Since the function \(\Psi(X)\), generally speaking, is discontinuous, condition (2) cannot be used directly for constructing algorithms for minimizing the function \(\varphi\). For example, the method of steepest descent, constructed using the necessary condition (2), does not, in general, lead to a stationary point. Therefore let us consider the function
\[ \Psi_\varepsilon(X) = \min_{\|g\|\leqslant 1}\; \max_{Y\in R_\varepsilon(X)} \left( \partial f(X,Y)/\partial X,\, g \right) \tag{3} \]
(we shall consider only \(\varepsilon\in[0,\bar\varepsilon]\)).
Theorem 2. In order that at a point \(X\in\Omega_1\) the function \(\varphi\) attain its minimum value on \(E_n\), it is necessary (and, in the case of convexity of \(\varphi\), also sufficient) that
\[ D(X)=\inf_{\varepsilon\in[0,\bar\varepsilon]} h(\varepsilon)\Psi_\varepsilon(X), \tag{4} \]
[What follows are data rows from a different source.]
//! HUD text and the debug window, painted with egui on top of the sprite pass.
//!
//! Integration pattern: egui requires a three-phase render split because
//! `egui_wgpu::Renderer::render()` needs a `RenderPass<'static>`, while
//! `begin_render_pass` borrows the encoder. The phases are:
//!
//!   1. `prepare()` -- run egui UI logic, produce tessellated primitives
//!   2. `upload()`  -- upload textures and update GPU buffers (borrows encoder mutably)
//!   3. `paint()`   -- render into a new render pass with `forget_lifetime()`
//!   4. `cleanup()` -- free textures egui no longer references
//!
//! The frame-rate counter and the end-of-run banner are always painted. The
//! debug window only appears while `debug_visible` is set (toggled by F3).

use dash_core::time::FrameClock;
use dash_core::world::GamePhase;
use egui::{Align2, Color32, FontId, Pos2};
use winit::window::Window;

const FPS_COLOR: Color32 = Color32::from_rgb(0, 158, 47);
const LOSS_COLOR: Color32 = Color32::from_rgb(230, 41, 55);
const WIN_COLOR: Color32 = Color32::from_rgb(0, 228, 48);

const FPS_FONT_SIZE: f32 = 20.0;
const HEADLINE_FONT_SIZE: f32 = 60.0;
const PROMPT_FONT_SIZE: f32 = 35.0;

#[derive(Debug, Clone, Default)]
pub struct HudStats {
    pub phase: GamePhase,
    pub player_y: f32,
    pub velocity_y: f32,
    pub airborne: bool,
    pub finish_line: f32,
    pub sprite_count: u32,
    pub draw_calls: u32,
    pub texture_binds: u32,
    pub runs_won: u32,
    pub runs_lost: u32,
}

/// One line of end-of-run text, positioned in game space (top-left anchor).
#[derive(Debug, Clone, PartialEq)]
pub struct BannerLine {
    pub text: &'static str,
    pub position: (f32, f32),
    pub size: f32,
    pub color: Color32,
}

#[derive(Debug, Clone, PartialEq)]
pub struct EndBanner {
    pub headline: BannerLine,
    pub prompt: BannerLine,
}

impl EndBanner {
    /// Text for an ended run on a `width` x `height` game area; `None` while playing.
    pub fn for_phase(phase: GamePhase, width: f32, height: f32) -> Option<Self> {
        let (cx, cy) = (width / 2.0, height / 2.0);
        let (headline, headline_pos, color) = match phase {
            GamePhase::Playing => return None,
            GamePhase::Lost => ("Game Over!", (cx - 150.0, cy - 60.0), LOSS_COLOR),
            GamePhase::Won => ("You Win!", (cx - 130.0, cy - 50.0), WIN_COLOR),
        };
        Some(Self {
            headline: BannerLine {
                text: headline,
                position: headline_pos,
                size: HEADLINE_FONT_SIZE,
                color,
            },
            prompt: BannerLine {
                text: "Press R to restart",
                position: (cx - 150.0, cy + 10.0),
                size: PROMPT_FONT_SIZE,
                color,
            },
        })
    }
}

pub struct HudOverlay {
    pub egui_ctx: egui::Context,
    pub egui_winit_state: egui_winit::State,
    pub egui_renderer: egui_wgpu::Renderer,
    pub debug_visible: bool,
    /// Game-space size; HUD positions are laid out against it.
    pub game_size: (f32, f32),
}

impl HudOverlay {
    pub fn new(
        device: &wgpu::Device,
        surface_format: wgpu::TextureFormat,
        window: &Window,
        game_size: (f32, f32),
    ) -> Self {
        let egui_ctx = egui::Context::default();
        let egui_winit_state = egui_winit::State::new(
            egui_ctx.clone(),
            egui_ctx.viewport_id(),
            window,
            None,
            None,
            None,
        );
        let egui_renderer = egui_wgpu::Renderer::new(device, surface_format, None, 1, false);

        Self {
            egui_ctx,
            egui_winit_state,
            egui_renderer,
            debug_visible: false,
            game_size,
        }
    }

    pub fn handle_window_event(
        &mut self,
        window: &Window,
        event: &winit::event::WindowEvent,
    ) -> bool {
        let response = self.egui_winit_state.on_window_event(window, event);
        response.consumed
    }

    pub fn toggle_debug(&mut self) {
        self.debug_visible = !self.debug_visible;
        log::info!(
            "Debug window: {}",
            if self.debug_visible { "ON" } else { "OFF" }
        );
    }

    pub fn prepare(
        &mut self,
        window: &Window,
        clock: &FrameClock,
        stats: &HudStats,
    ) -> (Vec<egui::ClippedPrimitive>, egui::TexturesDelta) {
        let raw_input = self.egui_winit_state.take_egui_input(window);
        let game_size = self.game_size;
        let debug_visible = self.debug_visible;

        let full_output = self.egui_ctx.run(raw_input, |ctx| {
            // Game space may be stretched onto a larger window; scale HUD
            // positions the same way the sprite camera does.
            let screen = ctx.screen_rect();
            let scale = egui::vec2(
                screen.width() / game_size.0.max(1.0),
                screen.height() / game_size.1.max(1.0),
            );
            let to_screen = |x: f32, y: f32| Pos2::new(x * scale.x, y * scale.y);

            let painter = ctx.layer_painter(egui::LayerId::new(
                egui::Order::Foreground,
                egui::Id::new("hud"),
            ));

            painter.text(
                to_screen(0.0, 0.0),
                Align2::LEFT_TOP,
                format!("{:.0} FPS", clock.smoothed_fps),
                FontId::proportional(FPS_FONT_SIZE * scale.y),
                FPS_COLOR,
            );

            if let Some(banner) = EndBanner::for_phase(stats.phase, game_size.0, game_size.1) {
                for line in [&banner.headline, &banner.prompt] {
                    painter.text(
                        to_screen(line.position.0, line.position.1),
                        Align2::LEFT_TOP,
                        line.text,
                        FontId::proportional(line.size * scale.y),
                        line.color,
                    );
                }
            }

            if debug_visible {
                egui::Window::new("Debug")
                    .default_pos([10.0, 30.0])
                    .show(ctx, |ui| {
                        ui.label(format!("FPS: {:.1}", clock.smoothed_fps));
                        ui.label(format!("Frame time: {:.2} ms", clock.smoothed_frame_time_ms));
                        ui.label(format!("Step: {:.4} s", clock.dt));
                        ui.label(format!("Frame: {}", clock.frame_count));
                        ui.separator();
                        ui.label(format!("Phase: {}", stats.phase));
                        ui.label(format!("Player y: {:.1}", stats.player_y));
                        ui.label(format!("Velocity y: {:.1}", stats.velocity_y));
                        ui.label(format!("Airborne: {}", stats.airborne));
                        ui.label(format!("Finish line x: {:.0}", stats.finish_line));
                        ui.separator();
                        ui.label(format!("Sprites: {}", stats.sprite_count));
                        ui.label(format!("Draw calls: {}", stats.draw_calls));
                        ui.label(format!("Texture binds: {}", stats.texture_binds));
                        ui.label(format!(
                            "Runs won/lost: {}/{}",
                            stats.runs_won, stats.runs_lost
                        ));
                    });
            }
        });

        self.egui_winit_state
            .handle_platform_output(window, full_output.platform_output);

        let primitives = self
            .egui_ctx
            .tessellate(full_output.shapes, full_output.pixels_per_point);

        (primitives, full_output.textures_delta)
    }

    /// Upload textures and update buffers. Call before creating the egui render pass.
    pub fn upload(
        &mut self,
        device: &wgpu::Device,
        queue: &wgpu::Queue,
        encoder: &mut wgpu::CommandEncoder,
        primitives: &[egui::ClippedPrimitive],
        textures_delta: &egui::TexturesDelta,
        screen_descriptor: &egui_wgpu::ScreenDescriptor,
    ) {
        for (id, image_delta) in &textures_delta.set {
            self.egui_renderer
                .update_texture(device, queue, *id, image_delta);
        }

        self.egui_renderer
            .update_buffers(device, queue, encoder, primitives, screen_descriptor);
    }

    /// Render into an existing render pass. Call after `upload()`.
    pub fn paint(
        &self,
        render_pass: &mut wgpu::RenderPass<'static>,
        primitives: &[egui::ClippedPrimitive],
        screen_descriptor: &egui_wgpu::ScreenDescriptor,
    ) {
        self.egui_renderer
            .render(render_pass, primitives, screen_descriptor);
    }

    /// Free textures that egui no longer needs. Call after rendering.
    pub fn cleanup(&mut self, textures_delta: &egui::TexturesDelta) {
        for id in &textures_delta.free {
            self.egui_renderer.free_texture(id);
        }
    }
}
where \(h(\varepsilon)\) is any continuous strictly increasing function on \([0,\varepsilon]\), with \(h(0)=0\).
Conditions (2) and (4) are equivalent: (4) follows from (2), and (2) follows from (4).
The function \(D(X)\) is continuous; therefore it can be used to construct methods of successive approximations for minimizing \(\varphi\).
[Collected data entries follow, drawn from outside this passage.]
//! The five textures the game draws with, loaded once before the loop.
//!
//! Textures are addressed by [`TextureSlot`] rather than by path so the mesh
//! builder can batch on a `Copy` key and tests can run without a GPU.

use dash_core::config::AssetConfig;
use dash_render::{SpritePipeline, Texture};

#[derive(Debug, Clone, Copy, PartialEq, Eq, Hash)]
pub enum TextureSlot {
    BackgroundFar,
    BackgroundMid,
    BackgroundClose,
    Obstacle,
    Player,
}

impl TextureSlot {
    pub const COUNT: usize = 5;

    pub const ALL: [TextureSlot; Self::COUNT] = [
        TextureSlot::BackgroundFar,
        TextureSlot::BackgroundMid,
        TextureSlot::BackgroundClose,
        TextureSlot::Obstacle,
        TextureSlot::Player,
    ];

    /// Background layers, far to close.
    pub const BACKGROUNDS: [TextureSlot; 3] = [
        TextureSlot::BackgroundFar,
        TextureSlot::BackgroundMid,
        TextureSlot::BackgroundClose,
    ];

    pub fn index(self) -> usize {
        self as usize
    }

    pub fn path(self, assets: &AssetConfig) -> &str {
        match self {
            Self::BackgroundFar => &assets.background_far,
            Self::BackgroundMid => &assets.background_mid,
            Self::BackgroundClose => &assets.background_close,
            Self::Obstacle => &assets.obstacle_sheet,
            Self::Player => &assets.player_sheet,
        }
    }
}

/// Texel sizes of every slot, indexed by [`TextureSlot::index`].
pub type TextureSizes = [(u32, u32); TextureSlot::COUNT];

pub struct GpuSpriteTexture {
    pub texture: Texture,
    pub bind_group: wgpu::BindGroup,
}

pub struct GameTextures {
    slots: Vec<GpuSpriteTexture>,
}

impl GameTextures {
    pub fn load(
        device: &wgpu::Device,
        queue: &wgpu::Queue,
        pipeline: &SpritePipeline,
        assets: &AssetConfig,
    ) -> Result<Self, String> {
        let slots = TextureSlot::ALL
            .iter()
            .map(|slot| load_texture_asset(device, queue, pipeline, slot.path(assets)))
            .collect::<Result<Vec<_>, String>>()?;
        Ok(Self { slots })
    }

    pub fn get(&self, slot: TextureSlot) -> &GpuSpriteTexture {
        &self.slots[slot.index()]
    }

    pub fn sizes(&self) -> TextureSizes {
        TextureSlot::ALL.map(|slot| self.get(slot).texture.size)
    }

    pub fn len(&self) -> usize {
        self.slots.len()
    }
}

fn load_texture_asset(
    device: &wgpu::Device,
    queue: &wgpu::Queue,
    pipeline: &SpritePipeline,
    asset_path: &str,
) -> Result<GpuSpriteTexture, String> {
    let bytes = std::fs::read(asset_path)
        .map_err(|e| format!("Failed to read texture '{}': {e}", asset_path))?;
    let texture = Texture::from_bytes(device, queue, &bytes, asset_path)?;
    let bind_group = pipeline.create_texture_bind_group(device, &texture);
    log::info!(
        "Loaded texture '{}' ({}x{})",
        asset_path,
        texture.size.0,
        texture.size.1
    );
    Ok(GpuSpriteTexture {
        texture,
        bind_group,
    })
}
Consider the following method of successive approximations. As the first approximation choose any point \(X_1\in E_n\) such that the set
\(M(X_1)=\{X/\varphi(X)\leq \varphi(X_1)\}\subset \Omega_1\) is bounded. Suppose \(X_k\) has already been found and \(X_k\in M(X_1)\). If \(D(X_k)=0\), then the point \(X_k\) is stationary, and the process of searching for a minimum stops. If, however, \(D(X_k)<0\) (positive \(D\) cannot occur), then find any \(\varepsilon_k\in[0,\varepsilon]\) such that
\[ h(\varepsilon_k)\Psi_{\varepsilon_k}(X_k)\leq \frac{1}{s_1}D(X_k), \]
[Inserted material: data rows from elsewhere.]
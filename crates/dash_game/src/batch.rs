//! CPU-side sprite mesh, rebuilt from the world every frame.
//!
//! Quads are emitted in paint order (backgrounds far to close, obstacles,
//! runner). Consecutive quads that share a texture collapse into one
//! `draw_indexed` call, so a frame is at most five texture binds.

use dash_core::collision::Rect;
use dash_core::world::{World, OBSTACLE_COUNT};
use dash_render::texture::uv_rect;
use dash_render::SpriteVertex;

use crate::assets::{TextureSizes, TextureSlot};

pub const WHITE: [f32; 4] = [1.0, 1.0, 1.0, 1.0];
/// The finish obstacle's tint (sRGB 230, 41, 55 in linear space).
pub const FINISH_TINT: [f32; 4] = [0.791, 0.022, 0.038, 1.0];

/// A contiguous run of indices drawn with one texture binding.
#[derive(Debug, Clone, Copy, PartialEq, Eq)]
pub struct DrawCall {
    pub texture: TextureSlot,
    pub index_start: u32,
    pub index_count: u32,
}

#[derive(Debug, Clone, Copy)]
pub struct QuadSpec {
    pub texture: TextureSlot,
    /// Destination rectangle in game space, top-left anchored.
    pub rect: Rect,
    /// `[u0, v0, u1, v1]`
    pub uv: [f32; 4],
    pub color: [f32; 4],
}

#[derive(Debug, Default)]
pub struct SpriteMesh {
    pub vertices: Vec<SpriteVertex>,
    pub indices: Vec<u32>,
    pub draw_calls: Vec<DrawCall>,
}

impl SpriteMesh {
    pub fn sprite_count(&self) -> usize {
        self.vertices.len() / 4
    }

    pub fn push_quad(&mut self, spec: QuadSpec) {
        let QuadSpec {
            texture,
            rect,
            uv,
            color,
        } = spec;
        let base_index = self.vertices.len() as u32;
        let (left, top, right, bottom) = (rect.x, rect.y, rect.right(), rect.bottom());

        self.vertices.extend_from_slice(&[
            SpriteVertex {
                position: [left, top],
                tex_coords: [uv[0], uv[1]],
                color,
            },
            SpriteVertex {
                position: [right, top],
                tex_coords: [uv[2], uv[1]],
                color,
            },
            SpriteVertex {
                position: [right, bottom],
                tex_coords: [uv[2], uv[3]],
                color,
            },
            SpriteVertex {
                position: [left, bottom],
                tex_coords: [uv[0], uv[3]],
                color,
            },
        ]);

        let draw_start = self.indices.len() as u32;
        self.indices.extend_from_slice(&[
            base_index,
            base_index + 1,
            base_index + 2,
            base_index,
            base_index + 2,
            base_index + 3,
        ]);

        self.push_draw_call(texture, draw_start, 6);
    }

    /// Append a draw call, merging with the previous one when the texture
    /// matches and the indices are contiguous.
    fn push_draw_call(&mut self, texture: TextureSlot, index_start: u32, index_count: u32) {
        if let Some(last) = self.draw_calls.last_mut() {
            let contiguous = last.index_start + last.index_count == index_start;
            if last.texture == texture && contiguous {
                last.index_count += index_count;
                return;
            }
        }
        self.draw_calls.push(DrawCall {
            texture,
            index_start,
            index_count,
        });
    }
}

/// Build this frame's mesh. Obstacles and the runner are only drawn while the
/// run is in progress; an ended run shows the scrolling background alone.
pub fn build_mesh(world: &World, sizes: &TextureSizes) -> SpriteMesh {
    let mut mesh = SpriteMesh::default();

    let scale = world.background.scale;
    for (layer, slot) in world
        .background
        .layers
        .iter()
        .zip(TextureSlot::BACKGROUNDS)
    {
        let size = sizes[slot.index()];
        let (w, h) = (size.0 as f32 * scale, size.1 as f32 * scale);
        for x in layer.tile_positions() {
            mesh.push_quad(QuadSpec {
                texture: slot,
                rect: Rect::new(x, 0.0, w, h),
                uv: [0.0, 0.0, 1.0, 1.0],
                color: WHITE,
            });
        }
    }

    if world.phase.is_ended() {
        return mesh;
    }

    let obstacle_size = sizes[TextureSlot::Obstacle.index()];
    for (i, obstacle) in world.obstacles.iter().enumerate() {
        let frame = obstacle.frame;
        mesh.push_quad(QuadSpec {
            texture: TextureSlot::Obstacle,
            rect: obstacle.bounds(),
            uv: uv_rect(obstacle_size, frame.x, frame.y, frame.width, frame.height),
            color: if i == OBSTACLE_COUNT - 1 {
                FINISH_TINT
            } else {
                WHITE
            },
        });
    }

    let player_size = sizes[TextureSlot::Player.index()];
    let frame = world.player.frame;
    mesh.push_quad(QuadSpec {
        texture: TextureSlot::Player,
        rect: world.player.bounds(),
        uv: uv_rect(player_size, frame.x, frame.y, frame.width, frame.height),
        color: WHITE,
    });

    mesh
}

/// Texture binds the render pass will issue for `draw_calls`.
pub fn count_texture_binds(draw_calls: &[DrawCall]) -> usize {
    let mut binds = 0usize;
    let mut current: Option<TextureSlot> = None;
    for draw in draw_calls {
        if current != Some(draw.texture) {
            current = Some(draw.texture);
            binds += 1;
        }
    }
    binds
}

#[cfg(test)]
mod tests {
    use super::*;
    use dash_core::config::GameConfig;
    use dash_core::world::{GamePhase, WorldLayout};

    const SIZES: TextureSizes = [(256, 192), (256, 192), (352, 192), (800, 800), (768, 128)];

    fn world() -> World {
        let config = GameConfig::default();
        let layout = WorldLayout::from_textures(
            &config,
            SIZES[TextureSlot::Player.index()],
            SIZES[TextureSlot::Obstacle.index()],
            [SIZES[0].0, SIZES[1].0, SIZES[2].0],
        );
        World::new(&config, layout, fastrand::Rng::with_seed(11))
    }

    #[test]
    fn playing_frame_batches_into_one_call_per_texture() {
        let mesh = build_mesh(&world(), &SIZES);
        // 3 layers x 2 tiles + 10 obstacles + runner
        assert_eq!(mesh.sprite_count(), 17);
        assert_eq!(mesh.indices.len(), 17 * 6);

        let order: Vec<TextureSlot> = mesh.draw_calls.iter().map(|d| d.texture).collect();
        assert_eq!(order, TextureSlot::ALL.to_vec());
        assert_eq!(mesh.draw_calls[3].index_count, 10 * 6);
        assert_eq!(count_texture_binds(&mesh.draw_calls), 5);
    }

    #[test]
    fn ended_run_draws_background_only() {
        let mut world = world();
        world.phase = GamePhase::Lost;
        let mesh = build_mesh(&world, &SIZES);
        assert_eq!(mesh.sprite_count(), 6);
        assert!(mesh
            .draw_calls
            .iter()
            .all(|d| TextureSlot::BACKGROUNDS.contains(&d.texture)));
    }

    #[test]
    fn background_tiles_are_scaled_and_adjacent() {
        let mesh = build_mesh(&world(), &SIZES);
        // Close layer: second tile of the third layer is quad 5.
        let first = &mesh.vertices[4 * 4..4 * 4 + 4];
        let second = &mesh.vertices[5 * 4..5 * 4 + 4];
        assert_eq!(first[0].position, [0.0, 0.0]);
        assert_eq!(first[2].position, [704.0, 384.0]);
        assert_eq!(second[0].position, [704.0, 0.0]);
    }

    #[test]
    fn only_finish_obstacle_is_tinted() {
        let mesh = build_mesh(&world(), &SIZES);
        let obstacle_colors: Vec<[f32; 4]> = (6..16).map(|q| mesh.vertices[q * 4].color).collect();
        assert!(obstacle_colors[..OBSTACLE_COUNT - 1]
            .iter()
            .all(|c| *c == WHITE));
        assert_eq!(obstacle_colors[OBSTACLE_COUNT - 1], FINISH_TINT);
        assert_eq!(mesh.vertices[16 * 4].color, WHITE);
    }

    #[test]
    fn sprite_uvs_follow_animation_frame() {
        let mut world = world();
        world.player.frame.x = 2.0 * world.player.width();
        world.obstacles[0].frame.x = 3.0 * world.obstacles[0].width();
        let mesh = build_mesh(&world, &SIZES);

        let runner = &mesh.vertices[16 * 4..];
        assert!((runner[0].tex_coords[0] - 2.0 / 6.0).abs() < 1e-6);
        assert!((runner[2].tex_coords[0] - 3.0 / 6.0).abs() < 1e-6);
        assert_eq!(runner[2].tex_coords[1], 1.0);

        let nebula = &mesh.vertices[6 * 4..7 * 4];
        assert!((nebula[0].tex_coords[0] - 3.0 / 8.0).abs() < 1e-6);
        assert!((nebula[2].tex_coords[1] - 1.0 / 8.0).abs() < 1e-6);
    }

    #[test]
    fn quads_split_when_texture_changes_back() {
        let mut mesh = SpriteMesh::default();
        let quad = |texture| QuadSpec {
            texture,
            rect: Rect::new(0.0, 0.0, 1.0, 1.0),
            uv: [0.0, 0.0, 1.0, 1.0],
            color: WHITE,
        };
        mesh.push_quad(quad(TextureSlot::Obstacle));
        mesh.push_quad(quad(TextureSlot::Obstacle));
        mesh.push_quad(quad(TextureSlot::Player));
        mesh.push_quad(quad(TextureSlot::Obstacle));
        assert_eq!(mesh.draw_calls.len(), 3);
        assert_eq!(mesh.draw_calls[0].index_count, 12);
        assert_eq!(mesh.draw_calls[2].index_start, 18);
        assert_eq!(count_texture_binds(&mesh.draw_calls), 3);
    }
}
where \(s_1>1\) is independent of \(k\).
Let the vector \(g_k\in G\) be such that
\[ \max_{Y\in R_{\varepsilon_k}(X_k)} \left( \frac{\partial f(X_k,Y)}{\partial X},\, g_k \right) \leq \frac{1}{s_2}\Psi_{\varepsilon_k}(X_k), \]
where \(s_2>1\) is also independent of \(k\). Clearly, \(\|g_k\|>0\). Now consider the ray
\[ X_{k\alpha}=X_k-\alpha g_k,\qquad \alpha\geq 0, \]
and find \(\alpha_k\in[0,\infty)\) such that
\[ \varphi(X_k)-\varphi(X_{k\alpha_k})\geq [\varphi(X_k)-a_k]/s_3, \]
where
\[ a_k=\min_{\alpha\in[0,\infty)}\varphi(X_{k\alpha}),\qquad s_3>1 \]
and \(s_3\) is independent of \(k\). Put \(X_{k+1}=X_{k\alpha_k}\). It is clear that if \(D(X_k)<0\), then
\[ \varphi(X_{k+1})<\varphi(X_k),\qquad X_{k+1}\in M(X_1). \]
Thus we construct a sequence \(\{X_k\}\). If this sequence consists of a finite number of points, then its rightmost endpoint is a stationary point. If, on the other hand, this sequence consists of an infinite number of terms, then the following holds.
Theorem 3. Every limit point of the sequence \(\{X_k\}\) is a stationary point of the function \(\varphi\) on \(E_n\).
Remark 1. Applying the method set out above to the problem of mathematical programming and choosing the corresponding function \(h(\varepsilon)\) and set \(G\), one can obtain algorithms close to the algorithms presented in \((^4,^5)\).
§ 2. Let the function \(f(X,Y)\) be continuously differentiable with respect to \(X\) on \(\Omega_1\times\Omega_2\), where \(\Omega_1\) is a convex compact subset of \(E_n\), and \(\Omega_2\) is a compact subset of the space \(E_m\). The function \(\varphi\) and the set \(R_\varepsilon(X)\) are defined as above. It is required to find
\[ \min_{X\in\Omega_1}\varphi(X). \]
Theorem 4. In order that the function \(\varphi\) attain at a point \(X\in\Omega_1\) its minimum value on \(\Omega_1\), it is necessary (and, in the case of convexity of \(\varphi\), also sufficient) that
\[ \Psi_1(X)= \min_{Z\in\Omega_1}\max_{Y\in R(X)} \left(\partial f(X,Y)/\partial X,\, Z-X\right)=0. \tag{5} \]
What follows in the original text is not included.